(Given entries):
■ ■ ■ ■

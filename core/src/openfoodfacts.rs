use serde::Deserialize;

use crate::models::NewFood;

pub const SOURCE: &str = "openfoodfacts";

#[derive(Debug, Deserialize)]
pub struct SearchResponse {
    #[serde(default)]
    pub products: Vec<ProductData>,
}

#[derive(Debug, Deserialize)]
pub struct ProductResponse {
    pub status: i32,
    pub product: Option<ProductData>,
}

#[derive(Debug, Default, Deserialize)]
pub struct ProductData {
    pub product_name: Option<String>,
    pub generic_name: Option<String>,
    pub brands: Option<String>,
    pub code: Option<String>,
    pub image_front_url: Option<String>,
    pub image_url: Option<String>,
    pub image_small_url: Option<String>,
    pub nutriments: Option<Nutriments>,
}

/// OpenFoodFacts reports nutriments either as JSON numbers or as strings,
/// sometimes with a comma decimal separator.
#[derive(Debug, Clone, Deserialize)]
#[serde(untagged)]
pub enum NutrimentValue {
    Number(f64),
    Text(String),
}

impl NutrimentValue {
    /// Parsed value, or 0 when missing, unparseable or negative.
    #[must_use]
    pub fn amount(&self) -> f64 {
        let v = match self {
            NutrimentValue::Number(n) => *n,
            NutrimentValue::Text(s) => s.trim().replace(',', ".").parse().unwrap_or(0.0),
        };
        if v.is_finite() && v > 0.0 { v } else { 0.0 }
    }
}

#[derive(Debug, Default, Deserialize)]
#[allow(clippy::struct_field_names)]
pub struct Nutriments {
    #[serde(rename = "energy-kcal_100g")]
    pub energy_kcal_100g: Option<NutrimentValue>,
    pub carbohydrates_100g: Option<NutrimentValue>,
    pub sugars_100g: Option<NutrimentValue>,
    pub fiber_100g: Option<NutrimentValue>,
    pub proteins_100g: Option<NutrimentValue>,
    pub fat_100g: Option<NutrimentValue>,
    /// Grams per 100 g.
    pub sodium_100g: Option<NutrimentValue>,
}

fn amount(v: Option<&NutrimentValue>) -> f64 {
    v.map_or(0.0, NutrimentValue::amount)
}

fn non_blank(s: Option<String>) -> Option<String> {
    s.map(|s| s.trim().to_string()).filter(|s| !s.is_empty())
}

/// Map an OpenFoodFacts product to a new food. Products without a name are
/// skipped; missing nutriments count as zero.
#[must_use]
pub fn product_to_food(p: ProductData) -> Option<NewFood> {
    let name = non_blank(p.product_name)?;
    let n = p.nutriments.unwrap_or_default();

    let brand = p
        .brands
        .as_deref()
        .and_then(|b| b.split(',').next())
        .map(str::to_string);

    Some(NewFood {
        name,
        brand: non_blank(brand),
        barcode: non_blank(p.code),
        description: non_blank(p.generic_name),
        image_url: non_blank(p.image_front_url)
            .or_else(|| non_blank(p.image_url))
            .or_else(|| non_blank(p.image_small_url)),
        calories_per_100g: amount(n.energy_kcal_100g.as_ref()),
        carbs_per_100g: amount(n.carbohydrates_100g.as_ref()),
        sugar_per_100g: amount(n.sugars_100g.as_ref()),
        fiber_per_100g: amount(n.fiber_100g.as_ref()),
        protein_per_100g: amount(n.proteins_100g.as_ref()),
        fat_per_100g: amount(n.fat_100g.as_ref()),
        sodium_mg_per_100g: amount(n.sodium_100g.as_ref()) * 1000.0,
        glycemic_index: None,
        source: SOURCE.to_string(),
    })
}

■ ■ ■ ■

All that is needed is the number of lines above in which the string "SOURCE" appears.

(Your solution): 2